Quantitative Reverse Transcription-PCR Assay with an Internal Standard for the Detection of Prostate-specific Antigen mRNA

Abstract

Abstract Background: Circulating prostate cells can be detected with a reverse transcription-PCR (RT-PCR) assay for prostate-specific antigen (PSA) mRNA. We have developed a new quantitative RT-PCR method for measuring PSA mRNA. Methods: The method uses a PSA-like internal standard (IS) mRNA that is added into the sample at the beginning of the RNA extraction and coamplified by RT-PCR with the PSA in the sample. After PCR amplification, the IS and PSA products are selectively detected by hybridization in a microtitration plate using probes labeled with fluorescent europium chelates. Results: The method was validated with PSA and IS mRNAs and PSA-expressing cells to obtain a detection limit of 50 PSA mRNA copies (i.e., signal 2 times the mean of zero signal), linearity up to 106 copies, and detection of a single PSA-expressing cell.

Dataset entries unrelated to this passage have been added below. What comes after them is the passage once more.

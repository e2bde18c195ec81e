//! The signpost intrinsic triangulation.
//!
//! The alternative representation: instead of integer crossing counts,
//! every intrinsic half-edge stores its direction angle in the tangent
//! space of its tail ("signposts"), anchored to the input surface at
//! construction. Correspondence queries trace geodesics with
//! floating-point unfolding, so they drift where the integer encoding
//! stays exact, but the outward contract is the same.

#![allow(clippy::similar_names)]

use mesh_halfedge::{
    EdgeData, EdgeId, FaceId, HalfedgeData, HalfedgeId, HalfedgeMesh, SurfacePoint, Vector2,
    VertexId,
};
use smallvec::SmallVec;

use crate::callbacks::CallbackRegistry;
use crate::core::{walk_segment, FaceChart, TriangulationCore, WalkControl, WalkOutcome};
use crate::correspond::{angle_between, rotate_direction};
use crate::error::{IntrinsicError, IntrinsicResult};
use crate::geometry::EdgeLengthGeometry;
use crate::triangulation::RefinementInsertion;

const TAU: f64 = std::f64::consts::TAU;

/// An intrinsic triangulation encoded by signpost angles.
#[derive(Debug)]
pub struct SignpostTriangulation<'a> {
    core: TriangulationCore<'a>,
    /// Direction of each half-edge in its tail's rescaled tangent space.
    /// At original vertices the coordinate is anchored to the input
    /// vertex's reference direction; at inserted vertices it is anchored to
    /// the chart of the input face the vertex lives in.
    signposts: HalfedgeData<f64>,
    /// Whether the edge still coincides with an input edge.
    is_original: EdgeData<bool>,
}
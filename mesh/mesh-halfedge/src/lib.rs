//! Manifold half-edge triangle mesh connectivity.
//!
//! This crate provides the combinatorial foundation for surface processing:
//!
//! - [`HalfedgeMesh`] - An oriented 2-manifold triangle mesh, possibly with
//!   boundary, stored as half-edges
//! - [`VertexId`], [`EdgeId`], [`HalfedgeId`], [`FaceId`] - Typed element
//!   handles
//! - [`VertexData`], [`EdgeData`], [`HalfedgeData`], [`FaceData`] - Growable
//!   per-element attribute arrays
//! - [`SurfacePoint`] - A point on a mesh, located on a vertex, an edge, or
//!   inside a face
//!
//! The container supports the atomic topology mutations needed by
//! incremental triangulation algorithms: edge flips, edge splits, vertex
//! insertion into a face, and removal of a previously inserted vertex.
//! Each mutation either commits completely or leaves the mesh unchanged.
//!
//! Connectivity is index-based: half-edges are stored in twin pairs, so edge
//! `e` owns half-edges `2e` and `2e + 1` and `twin(h) = h ^ 1`. Deleted
//! elements are tombstoned and skipped by the iterators; indices are only
//! reused by explicit compaction, which this crate does not perform.
//!
//! # Example
//!
//! ```
//! use mesh_halfedge::HalfedgeMesh;
//!
//! // A triangulated square.
//! let mesh = HalfedgeMesh::from_faces(4, &[[0, 1, 2], [0, 2, 3]])?;
//!
//! assert_eq!(mesh.n_vertices(), 4);
//! assert_eq!(mesh.n_edges(), 5);
//! assert_eq!(mesh.n_faces(), 2);
//! assert_eq!(mesh.euler_characteristic(), 1);
//! # Ok::<(), mesh_halfedge::MeshError>(())
//! ```

// Safety: Deny unwrap/expect in library code. Tests may use them (workspace warns).
#![cfg_attr(not(test), deny(clippy::unwrap_used, clippy::expect_used))]

mod data;
mod error;
mod handles;
mod mesh;
mod surface_point;

pub use data::{EdgeData, FaceData, HalfedgeData, VertexData};
pub use error::{MeshError, MeshResult};
pub use handles::{EdgeId, FaceId, HalfedgeId, VertexId};
pub use mesh::{HalfedgeMesh, InsertVertexResult, SplitEdgeResult};
pub use surface_point::SurfacePoint;

// Re-export nalgebra types for convenience
pub use nalgebra::Vector2;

In preliminary evaluations, 60% (n = 10) of the prostate cancer patients with skeletal metastases gave results above the detection limit (500 PSA mRNA copies in 5 mL of blood). The total number of PSA copies ranged from 900 ± 200 to 44 100 ± 4900 (mean ± SD) in the samples, corresponding to ∼1–100 PSA-expressing cells in 5 mL of blood. In the controls (n = 34), none of the healthy females and 2 of 19 healthy males had detectable PSA mRNA [700 ± 100 and 2000 ± 900 (mean ± SD) PSA mRNA copies in 5 mL of blood for the 2 males]. Conclusions: The assay provides sensitive and quantitative detection of PSA mRNA expression from blood samples and can be used to establish the clinically significant number of PSA mRNA copies in prostate cancer.